A United States House of Representatives Congressional Recognition Award Recipient, Lorraine is a retired licensed Marriage Family Therapist that specializes in assisting parents acquire skills that enhance their ability to raise high-functioning and happy children. She, herself, is a mother of 5 and grandmother of 10 and has spent the last 30 years helping young parents, children and adolescents work through their varied and many challenges. Prior to specializing in parenting, Lorraine worked for two decades treating children and adolescents at an out-patient center affiliated with Long Beach Memorial Medical Center in Long Beach, California.

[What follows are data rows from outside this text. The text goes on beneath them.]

use crate::assets::{AssetCache, AssetKind, Request};
use crate::collision::CollisionManager;
use crate::components::{ComponentBundle, ComponentKind, Entity, EntityManager, Mesh, PhysicsBody, VisualHandle};
use crate::config::GameConfig;
use crate::events::{EventKind, GameEvent};
use crate::physics::PhysicsWorld;
use crate::system::{Deferred, System, SystemId, SystemManager, TickDiagnostics};

/// Closure listener registered with [`GameContext::on`].
pub type EventHandler = Box<dyn FnMut(&GameEvent, &mut GameContext)>;

/// Index of a closure listener.
#[derive(Debug, Clone, Copy, PartialEq, Eq, Hash)]
pub struct HandlerId(usize);

/// Address of a bus listener.
#[derive(Debug, Clone, Copy, PartialEq, Eq)]
pub enum Listener {
    Membership,
    Tick,
    System(SystemId),
    Handler(HandlerId),
}

struct HandlerSlot {
    subscription: SubscriptionId,
    handler: Option<EventHandler>,
    pending: VecDeque<GameEvent>,
    removed: bool,
}

/// Everything one game session owns.
pub struct GameContext {
    pub entities: EntityManager,
    pub time: TimeManager,
    pub physics: PhysicsWorld,
    pub collisions: CollisionManager,
    pub assets: AssetCache,
    pub config: GameConfig,
    bus: EventBus<EventKind, Listener>,
    systems: SystemManager,
    handlers: Vec<HandlerSlot>,
}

She has concentrated on teaching parents methods of interacting in ways that enhance the child's or adolescent's ability to make positive and effective choices. Parenting challenges often fluctuate between feeling helpless and somewhat ineffective, to heavy-handed and authoritarian. Being able to be an effective parent is a skill which needs to be learned and supported, and Lorraine has assisted parents by focusing on positive discipline approaches that assist in maintaining healthy relationships in the family while parents stay in charge of their children. Lorraine has helped parents deal with behavioral problems, impulse control problems, attention-deficit/hyperactivity issues, compulsive behavior, dissociative disorders, trauma, relationship issues, depression, anxiety or fears, loss or grief and school problems.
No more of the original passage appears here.